During the down time in Dubai we went to the Derei City Centre, a shopping place (actually, the entire city of Dubai is basically a shopping place), though we mainly went there to try out the metro and get some lunch.  We took some photos of weird stuff, but I'll get around to posting those later.  As you enter the mall the door has the usual "None of This Stuff" signs to warn you against inappropriate behavior.  You must not wear inappropriate clothing, which includes T-shirts with unacceptable messages.  You must not be shoeless.  You must not engage in "dangerous behavior."  Finally, you are told in no uncertain terms that "kissing or other public displays of affection are not allowed."  So that pretty much scotched our plans for the mall.  Buzz killers.
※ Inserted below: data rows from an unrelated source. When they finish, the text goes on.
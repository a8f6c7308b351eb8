//! Accumulated block load profile results.
//!
//! The store holds the records of the current request in arrival order.
//! Every `reset` opens a new epoch; writers tagged with an older epoch are
//! refused, which keeps late records of a superseded stream out of the
//! results of the request that replaced it.

use std::sync::Arc;
use std::sync::atomic::{AtomicU64, Ordering};

use super::{Atom, Changes, Subscription};
use crate::domain::profile::ProfileRecord;

/// Immutable view of the accumulated records.
pub type ProfileSnapshot = Arc<Vec<ProfileRecord>>;

/// Generation counter issued by [`ProfileStore::reset`].
#[derive(Debug, Clone, Copy, PartialEq, Eq, Hash, PartialOrd, Ord)]
pub struct StoreEpoch(u64);

impl StoreEpoch {
    /// Raw epoch number.
    #[must_use]
    pub const fn get(self) -> u64 {
        self.0
    }
}

/// Observable, append-only (per request) sequence of profile records.
#[derive(Debug, Clone, Default)]
pub struct ProfileStore {
    records: Atom<Vec<ProfileRecord>>,
    epoch: Arc<AtomicU64>,
}

impl ProfileStore {
    /// Create an empty store.
    #[must_use]
    pub fn new() -> Self {
        Self::default()
    }

    /// Clear the sequence and start a new epoch.
    ///
    /// Observers are notified with the empty sequence.
    pub fn reset(&self) -> StoreEpoch {
        self.reset_with(|_| ())
    }

    /// Like [`ProfileStore::reset`], but runs `f` with the new epoch while
    /// the write is still exclusive, before any observer is notified.
    ///
    /// Concurrent resets run their `f` in epoch order.
    pub fn reset_with<F>(&self, f: F) -> StoreEpoch
    where
        F: FnOnce(StoreEpoch),
    {
        let mut issued = StoreEpoch(0);
        self.records.update(|_| {
            issued = StoreEpoch(self.epoch.fetch_add(1, Ordering::SeqCst) + 1);
            f(issued);
            Vec::new()
        });
        issued
    }

    /// Append a record regardless of epoch.
    pub fn append(&self, record: ProfileRecord) {
        self.records.update(|current| appended(current, record));
    }

    /// Append a record if `epoch` is still current.
    ///
    /// Returns `false`, without touching the sequence, when a later
    /// `reset` has already happened.
    pub fn append_for(&self, epoch: StoreEpoch, record: ProfileRecord) -> bool {
        self.records
            .try_update(|current| {
                (self.current_epoch() == epoch).then(|| appended(current, record))
            })
            .is_some()
    }

    /// Current snapshot.
    #[must_use]
    pub fn get(&self) -> ProfileSnapshot {
        self.records.get()
    }

    /// Number of accumulated records.
    #[must_use]
    pub fn len(&self) -> usize {
        self.records.get().len()
    }

    /// Whether the sequence is empty.
    #[must_use]
    pub fn is_empty(&self) -> bool {
        self.records.get().is_empty()
    }

    /// Epoch of the most recent reset (zero before the first one).
    #[must_use]
    pub fn current_epoch(&self) -> StoreEpoch {
        StoreEpoch(self.epoch.load(Ordering::SeqCst))
    }

    /// Observe the sequence, starting with the current value.
    pub fn subscribe<F>(&self, listener: F) -> Subscription<Vec<ProfileRecord>>
    where
        F: Fn(&ProfileSnapshot) + Send + Sync + 'static,
    {
        self.records.subscribe(listener)
    }

    /// Async stream of snapshots.
    #[must_use]
    pub fn changes(&self) -> Changes<Vec<ProfileRecord>> {
        self.records.changes()
    }
}

fn appended(current: &[ProfileRecord], record: ProfileRecord) -> Vec<ProfileRecord> {
    let mut next = Vec::with_capacity(current.len() + 1);
    next.extend_from_slice(current);
    next.push(record);
    next
}

// =============================================================================
// Tests
// =============================================================================

#[cfg(test)]
mod tests {
    use parking_lot::Mutex;
    use proptest::prelude::*;

    use super::*;
    use crate::domain::profile::BlockLoadProfile;

    fn record(date_time: &str) -> ProfileRecord {
        ProfileRecord::new(
            "2401:4900:833f:2688:0000:0000:0000:0002".to_string(),
            BlockLoadProfile {
                date_time: date_time.to_string(),
                ..BlockLoadProfile::default()
            },
        )
    }

    fn lengths(store: &ProfileStore) -> (Arc<Mutex<Vec<usize>>>, Subscription<Vec<ProfileRecord>>) {
        let seen = Arc::new(Mutex::new(Vec::new()));
        let sink = Arc::clone(&seen);
        let subscription = store.subscribe(move |snapshot| sink.lock().push(snapshot.len()));
        (seen, subscription)
    }

    #[test]
    fn starts_empty_at_epoch_zero() {
        let store = ProfileStore::new();
        assert!(store.is_empty());
        assert_eq!(store.current_epoch().get(), 0);
    }

    #[test]
    fn reset_clears_and_notifies_empty_state() {
        let store = ProfileStore::new();
        store.append(record("t1"));
        store.append(record("t2"));
        let (seen, _subscription) = lengths(&store);

        let epoch = store.reset();

        assert_eq!(epoch.get(), 1);
        assert!(store.is_empty());
        assert_eq!(*seen.lock(), vec![2, 0]);
    }

    #[test]
    fn reset_with_runs_before_observers_see_the_reset() {
        let store = ProfileStore::new();
        store.append(record("t1"));

        let events = Arc::new(Mutex::new(Vec::new()));
        let sink = Arc::clone(&events);
        let _subscription =
            store.subscribe(move |snapshot| sink.lock().push(format!("notify {}", snapshot.len())));

        let hook = Arc::clone(&events);
        let epoch = store.reset_with(|issued| hook.lock().push(format!("hook {}", issued.get())));

        assert_eq!(epoch, store.current_epoch());
        assert_eq!(*events.lock(), vec!["notify 1", "hook 1", "notify 0"]);
    }

    #[test]
    fn append_for_current_epoch_succeeds() {
        let store = ProfileStore::new();
        let epoch = store.reset();

        assert!(store.append_for(epoch, record("t1")));
        assert!(store.append_for(epoch, record("t2")));

        assert_eq!(*store.get(), vec![record("t1"), record("t2")]);
    }

    #[test]
    fn stale_epoch_is_refused_without_notification() {
        let store = ProfileStore::new();
        let old = store.reset();
        assert!(store.append_for(old, record("old-1")));

        let new = store.reset();
        let (seen, _subscription) = lengths(&store);

        assert!(!store.append_for(old, record("old-2")));
        assert!(store.append_for(new, record("new-1")));

        assert_eq!(*store.get(), vec![record("new-1")]);
        assert_eq!(*seen.lock(), vec![0, 1]);
    }

    #[test]
    fn observers_never_see_shrinking_sequence_between_resets() {
        let store = ProfileStore::new();
        let (seen, _subscription) = lengths(&store);

        store.reset();
        for i in 0..5 {
            store.append(record(&format!("t{i}")));
        }

        assert_eq!(*seen.lock(), vec![0, 0, 1, 2, 3, 4, 5]);
    }

    #[test]
    fn snapshot_taken_before_append_is_unchanged() {
        let store = ProfileStore::new();
        store.append(record("t1"));
        let before = store.get();

        store.append(record("t2"));

        assert_eq!(before.len(), 1);
        assert_eq!(store.len(), 2);
    }

    #[test]
    fn duplicates_are_kept() {
        let store = ProfileStore::new();
        store.append(record("t1"));
        store.append(record("t1"));
        assert_eq!(store.len(), 2);
    }

    proptest! {
        #[test]
        fn reset_then_append_preserves_arrival_order(
            before in prop::collection::vec("[a-z0-9:]{1,12}", 0..8),
            after in prop::collection::vec("[a-z0-9:]{1,12}", 0..32),
        ) {
            let store = ProfileStore::new();
            for stamp in &before {
                store.append(record(stamp));
            }

            let epoch = store.reset();
            for stamp in &after {
                prop_assert!(store.append_for(epoch, record(stamp)));
            }

            let expected: Vec<ProfileRecord> = after.iter().map(|s| record(s)).collect();
            let snapshot = store.get();
            prop_assert_eq!(snapshot.as_ref(), &expected);
        }
    }
}
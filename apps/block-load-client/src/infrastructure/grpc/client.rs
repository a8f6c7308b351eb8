//! DLMS processor gRPC client.
//!
//! Opens one server-streaming `GetBlockLoadProfile` call per request and
//! yields domain records as they are decoded. The client never retries and
//! never touches the result store.

use std::time::Duration;

use async_trait::async_trait;
use futures::StreamExt;
use tonic::transport::{Channel, ClientTlsConfig, Endpoint};

use super::proto::dlmsprocessor::{
    BlockLoadProfile as ProtoProfile, GetBlockLoadProfileRequest, GetBlockLoadProfileResponse,
    Meter, dlms_processor_client::DlmsProcessorClient,
};
use crate::application::ports::{ClientError, ProfileStream, ProfileStreamPort};
use crate::domain::meter::MeterConfig;
use crate::domain::profile::{BlockLoadProfile, ProfileRecord, ProfileRequest};
use crate::infrastructure::config::ProcessorSettings;

/// gRPC adapter for the DLMS processor.
#[derive(Debug, Clone)]
pub struct GrpcProfileClient {
    settings: ProcessorSettings,
}

impl GrpcProfileClient {
    /// Create a client for the configured processor endpoint.
    ///
    /// No connection is made until a stream is opened.
    #[must_use]
    pub const fn new(settings: ProcessorSettings) -> Self {
        Self { settings }
    }

    /// Processor endpoint URI.
    #[must_use]
    pub fn endpoint(&self) -> &str {
        &self.settings.endpoint
    }

    fn create_endpoint(&self) -> Result<Endpoint, ClientError> {
        let mut endpoint = Channel::from_shared(self.settings.endpoint.clone())
            .map_err(|e| ClientError::Configuration {
                message: format!("invalid endpoint {}: {e}", self.settings.endpoint),
            })?
            .connect_timeout(self.settings.connect_timeout)
            .tcp_nodelay(true);

        if endpoint.uri().scheme_str() == Some("https") {
            endpoint = endpoint
                .tls_config(ClientTlsConfig::new().with_native_roots())
                .map_err(|e| ClientError::Configuration {
                    message: format!("invalid TLS configuration: {e}"),
                })?;
        }

        Ok(endpoint)
    }
}

#[async_trait]
impl ProfileStreamPort for GrpcProfileClient {
    async fn open(&self, request: ProfileRequest) -> Result<ProfileStream, ClientError> {
        let endpoint = self.create_endpoint()?;
        let channel = endpoint
            .connect()
            .await
            .map_err(|e| ClientError::Transport {
                message: format!("failed to connect to {}: {e}", self.settings.endpoint),
            })?;
        let mut client = DlmsProcessorClient::new(channel);

        tracing::debug!(
            endpoint = %self.settings.endpoint,
            meters = request.meters.len(),
            "Requesting block load profile"
        );

        let response = client
            .get_block_load_profile(GetBlockLoadProfileRequest::from(&request))
            .await
            .map_err(|status| ClientError::Transport {
                message: status_message(&status),
            })?;

        let stream = response.into_inner().map(|item| {
            item.map(ProfileRecord::from)
                .map_err(|status| ClientError::Stream {
                    message: status_message(&status),
                })
        });

        Ok(stream.boxed())
    }
}

fn status_message(status: &tonic::Status) -> String {
    format!("{:?}: {}", status.code(), status.message())
}

// =============================================================================
// Wire Conversions
// =============================================================================

impl From<&MeterConfig> for Meter {
    fn from(config: &MeterConfig) -> Self {
        Self {
            ip: config.ip.clone(),
            port: i32::from(config.port),
            auth_password: config.auth_password.clone(),
            system_title: config.system_title.clone(),
            block_cipher_key: config.block_cipher_key.clone(),
            auth_key: config.auth_key.clone(),
            client_address: config.client_address.clone(),
            server_address: config.server_address.clone(),
            obis: config.obis.clone(),
        }
    }
}

impl From<&ProfileRequest> for GetBlockLoadProfileRequest {
    fn from(request: &ProfileRequest) -> Self {
        Self {
            meter: request.meters.iter().map(Meter::from).collect(),
            retries: saturating_i32(u64::from(request.params.retries)),
            connection_timeout: whole_seconds(request.params.connection_timeout),
            retry_delay: whole_seconds(request.params.retry_delay),
        }
    }
}

impl From<ProtoProfile> for BlockLoadProfile {
    fn from(profile: ProtoProfile) -> Self {
        Self {
            date_time: profile.date_time,
            average_voltage: profile.average_voltage,
            block_energy_wh_import: profile.block_energy_wh_import,
            block_energy_vah_import: profile.block_energy_vah_import,
            block_energy_wh_export: profile.block_energy_wh_export,
            block_energy_vah_export: profile.block_energy_vah_export,
            average_current: profile.average_current,
            meter_health_indicator: u8::try_from(profile.meter_health_indicator)
                .unwrap_or(u8::MAX),
        }
    }
}

impl From<GetBlockLoadProfileResponse> for ProfileRecord {
    fn from(response: GetBlockLoadProfileResponse) -> Self {
        let profile = response.profile.map_or_else(
            || {
                tracing::warn!(meter_ip = %response.meter_ip, "Response carried no profile");
                BlockLoadProfile::default()
            },
            BlockLoadProfile::from,
        );
        Self::new(response.meter_ip, profile)
    }
}

fn whole_seconds(duration: Duration) -> i32 {
    saturating_i32(duration.as_secs())
}

fn saturating_i32(value: u64) -> i32 {
    i32::try_from(value).unwrap_or(i32::MAX)
}

// =============================================================================
// Tests
// =============================================================================

#[cfg(test)]
mod tests {
    use test_case::test_case;

    use super::*;
    use crate::domain::profile::RequestParams;

    #[test]
    fn request_conversion_carries_meter_and_params() {
        let meter = MeterConfig::default();
        let request = ProfileRequest::for_meter(meter.clone(), RequestParams::default());

        let wire = GetBlockLoadProfileRequest::from(&request);

        assert_eq!(wire.meter.len(), 1);
        assert_eq!(wire.meter[0].ip, meter.ip);
        assert_eq!(wire.meter[0].port, 4059);
        assert_eq!(wire.meter[0].auth_password, meter.auth_password);
        assert_eq!(wire.meter[0].client_address, "48");
        assert_eq!(wire.meter[0].server_address, "1");
        assert_eq!(wire.meter[0].obis, "1.0.1.8.0.255");
        assert_eq!(wire.retries, 3);
        assert_eq!(wire.connection_timeout, 60);
        assert_eq!(wire.retry_delay, 5);
    }

    #[test]
    fn empty_meter_list_is_forwarded() {
        let request = ProfileRequest::new(Vec::new(), RequestParams::default());
        let wire = GetBlockLoadProfileRequest::from(&request);
        assert!(wire.meter.is_empty());
    }

    #[test_case(u32::MAX, i32::MAX ; "retries saturate")]
    #[test_case(0, 0 ; "zero retries")]
    #[test_case(7, 7 ; "small retries")]
    fn retries_fit_wire_type(retries: u32, expected: i32) {
        let params = RequestParams {
            retries,
            ..RequestParams::default()
        };
        let wire = GetBlockLoadProfileRequest::from(&ProfileRequest::new(Vec::new(), params));
        assert_eq!(wire.retries, expected);
    }

    #[test]
    fn sub_second_durations_truncate() {
        let params = RequestParams {
            retries: 1,
            connection_timeout: Duration::from_millis(1_500),
            retry_delay: Duration::from_millis(999),
        };
        let wire = GetBlockLoadProfileRequest::from(&ProfileRequest::new(Vec::new(), params));
        assert_eq!(wire.connection_timeout, 1);
        assert_eq!(wire.retry_delay, 0);
    }

    #[test]
    fn response_conversion_copies_profile() {
        let response = GetBlockLoadProfileResponse {
            meter_ip: "10.0.0.1".to_string(),
            profile: Some(ProtoProfile {
                date_time: "2024-01-01 00:15:00".to_string(),
                average_voltage: 231.4,
                block_energy_wh_import: 12.5,
                block_energy_vah_import: 13.0,
                block_energy_wh_export: 0.5,
                block_energy_vah_export: 0.6,
                average_current: 1.25,
                meter_health_indicator: 1,
            }),
        };

        let record = ProfileRecord::from(response);

        assert_eq!(record.meter_ip, "10.0.0.1");
        assert_eq!(record.profile.date_time, "2024-01-01 00:15:00");
        assert_eq!(record.profile.average_voltage, 231.4);
        assert_eq!(record.profile.block_energy_vah_export, 0.6);
        assert_eq!(record.profile.meter_health_indicator, 1);
    }

    #[test]
    fn missing_profile_maps_to_default() {
        let response = GetBlockLoadProfileResponse {
            meter_ip: "10.0.0.1".to_string(),
            profile: None,
        };
        let record = ProfileRecord::from(response);
        assert_eq!(record.profile, BlockLoadProfile::default());
    }

    #[test]
    fn oversized_health_indicator_saturates() {
        let profile = ProtoProfile {
            meter_health_indicator: 300,
            ..ProtoProfile::default()
        };
        assert_eq!(BlockLoadProfile::from(profile).meter_health_indicator, u8::MAX);
    }

    #[tokio::test]
    async fn malformed_endpoint_is_configuration_error() {
        let client = GrpcProfileClient::new(ProcessorSettings::new("not a uri"));
        let err = match client.open(ProfileRequest::new(Vec::new(), RequestParams::default())).await {
            Ok(_) => panic!("expected an error"),
            Err(err) => err,
        };
        assert_eq!(err.kind(), "configuration");
    }

    #[test]
    fn status_message_includes_code() {
        let status = tonic::Status::unavailable("meter offline");
        assert_eq!(status_message(&status), "Unavailable: meter offline");
    }
}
The Seattle airport is now known to us for a mishap.  As we came out of the ramp from the plane, I decided it was a good idea to make a pit stop.  So off I went.  While to my mind there was nothing unusual about the detour, neither in terms of type or duration of activity, apparently Jody thought otherwise.  When I came out she was nowhere to be seen.  So I figured, OK, she's made a pit stop of her own.  Knowing that trips to the ladies' room invariably take longer than those to the men's room - obviously, there's something far more entertaining to do in there, perhaps PacMan arcade games, or Sports Center is on, or something along those lines that is lacking in the male facilities - so I waited.  And waited.  After about 15 minutes, I started thinking, this is a bit longer than normal.  So I wandered around the small terminal to see if she might have wandered off to get a coffee or something.  After about the sixth time around the terminal and lurking around the entrance to the ladies' room, and with the growing unmistakable certainty that everyone in the terminal figured I was a stalker, which really wasn't fair based on this experience alone, and there's no way most of those people could have known the other relevant information that would have led to that conclusion, I thought to myself, it's been half an hour; perhaps she went to the baggage claim.  So I took the escalator down to the area marked baggage claim - and came upon the doors to the airport train.  There's no way she would have taken a train to another terminal, I thought; I've simply missed her.  So I went back upstairs, loitered around the entrance to the women's restroom until even the undecideds had decided that, yep, no doubt the guy's getting ready to commit some sort of sex crime, circled the terminal area a few more times.  By now over 45 minutes had passed since we landed.  So I thought, I'll go page her.  Turns out the place to page somebody is where the baggage claim area is.  So I took the train, and at the baggage help desk, I saw our suitcases.  Turns out she had long since given up finding me and so went fairly expeditiously to baggage claim.  Apparently, she is far less willing than I to be considered an airport bathroom predator.